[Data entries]
--------

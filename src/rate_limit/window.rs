use std::collections::{HashMap, VecDeque};

use crate::policy::{EscalationPolicy, RateLimitPolicy};
use crate::rate_limit::EndpointUsage;

/// Per-actor limiter state: one timestamp log per endpoint plus an actor-wide block.
#[derive(Debug, Default)]
pub(crate) struct ActorWindow {
    logs: HashMap<String, VecDeque<u64>>,
    blocked_until: Option<u64>,
    violation_count: u64,
    /// Violation instants inside the escalation lookback; empty without escalation.
    recent_violations: VecDeque<u64>,
}

/// A block just started by [`ActorWindow::block`].
#[derive(Debug, Clone, Copy, PartialEq, Eq)]
pub(crate) struct BlockStart {
    pub(crate) violations: u64,
    pub(crate) millis: u64,
    pub(crate) escalated: bool,
}

/// What a sweep did to one window.
#[derive(Debug, Default, Clone, Copy, PartialEq, Eq)]
pub(crate) struct WindowSweep {
    pub(crate) evicted: usize,
    pub(crate) block_cleared: bool,
    pub(crate) active: bool,
    pub(crate) blocked: bool,
}

impl ActorWindow {
    /// Milliseconds left on the current block. Clears an expired block.
    pub(crate) fn block_remaining(&mut self, now: u64) -> Option<u64> {
        match self.blocked_until {
            Some(until) if now < until => Some(until - now),
            Some(_) => {
                self.blocked_until = None;
                None
            }
            None => None,
        }
    }

    /// Drop timestamps of `endpoint` that are no longer inside the window.
    pub(crate) fn evict(&mut self, endpoint: &str, policy: &RateLimitPolicy, now: u64) -> usize {
        match self.logs.get_mut(endpoint) {
            Some(log) => evict_log(log, policy.window_millis(), now),
            None => 0,
        }
    }

    pub(crate) fn in_window(&self, endpoint: &str) -> usize {
        self.logs.get(endpoint).map_or(0, VecDeque::len)
    }

    /// Count a violation at `now` and block for `block_millis`, or for the
    /// escalated duration when the actor has tripped its quota too often.
    pub(crate) fn block(
        &mut self,
        now: u64,
        block_millis: u64,
        escalation: Option<&EscalationPolicy>,
    ) -> BlockStart {
        self.violation_count += 1;
        let mut millis = block_millis;
        let mut escalated = false;
        if let Some(escalation) = escalation {
            self.recent_violations.push_back(now);
            evict_log(&mut self.recent_violations, escalation.lookback_millis(), now);
            if self.recent_violations.len() >= escalation.violation_threshold() as usize {
                millis = millis.max(escalation.block_millis());
                escalated = true;
            }
        }
        self.blocked_until = Some(now.saturating_add(millis));
        BlockStart { violations: self.violation_count, millis, escalated }
    }

    /// Append a request; arrival order is kept monotonic even if the clock stalls.
    pub(crate) fn record(&mut self, endpoint: &str, now: u64) {
        let log = self.logs.entry(endpoint.to_owned()).or_default();
        let stamp = log.back().map_or(now, |&last| last.max(now));
        log.push_back(stamp);
    }

    pub(crate) fn violation_count(&self) -> u64 {
        self.violation_count
    }

    pub(crate) fn blocked_until(&self) -> Option<u64> {
        self.blocked_until
    }

    /// Evict every log, stale violation instants and an expired block.
    pub(crate) fn sweep<F>(
        &mut self,
        now: u64,
        resolve: F,
        escalation: Option<&EscalationPolicy>,
    ) -> WindowSweep
    where
        F: Fn(&str) -> RateLimitPolicy,
    {
        let mut report = WindowSweep::default();
        for (endpoint, log) in self.logs.iter_mut() {
            report.evicted += evict_log(log, resolve(endpoint).window_millis(), now);
        }
        self.logs.retain(|_, log| !log.is_empty());
        if let Some(escalation) = escalation {
            evict_log(&mut self.recent_violations, escalation.lookback_millis(), now);
        }

        let had_block = self.blocked_until.is_some();
        report.blocked = self.block_remaining(now).is_some();
        report.block_cleared = had_block && !report.blocked;
        report.active = report.blocked || !self.logs.is_empty();
        report
    }

    /// Usage per endpoint, sorted by endpoint. Does not mutate the logs.
    pub(crate) fn usage<F>(&self, now: u64, resolve: F) -> Vec<EndpointUsage>
    where
        F: Fn(&str) -> RateLimitPolicy,
    {
        let mut usage: Vec<EndpointUsage> = self
            .logs
            .iter()
            .map(|(endpoint, log)| {
                let policy = resolve(endpoint);
                let window = policy.window_millis();
                let current = log.iter().filter(|&&t| t.saturating_add(window) > now).count();
                let current = u32::try_from(current).unwrap_or(u32::MAX);
                EndpointUsage {
                    endpoint: endpoint.clone(),
                    current_requests: current,
                    max_requests: policy.max_requests(),
                    window_secs: policy.window_secs(),
                    remaining: policy.max_requests().saturating_sub(current),
                }
            })
            .collect();
        usage.sort_by(|a, b| a.endpoint.cmp(&b.endpoint));
        usage
    }
}

/// Pop expired entries from the front; `t` is expired once `t + window <= now`.
fn evict_log(log: &mut VecDeque<u64>, window: u64, now: u64) -> usize {
    let mut evicted = 0;
    while let Some(&oldest) = log.front() {
        if oldest.saturating_add(window) > now {
            break;
        }
        log.pop_front();
        evicted += 1;
    }
    evicted
}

--------

§ **Exercise prompt**
Your answer should be the lines of the records that include the word "RateLimitPolicy".

§ **Exercise response**
use crate::policy::{EscalationPolicy, RateLimitPolicy};
    pub(crate) fn evict(&mut self, endpoint: &str, policy: &RateLimitPolicy, now: u64) -> usize {
        F: Fn(&str) -> RateLimitPolicy,
        F: Fn(&str) -> RateLimitPolicy,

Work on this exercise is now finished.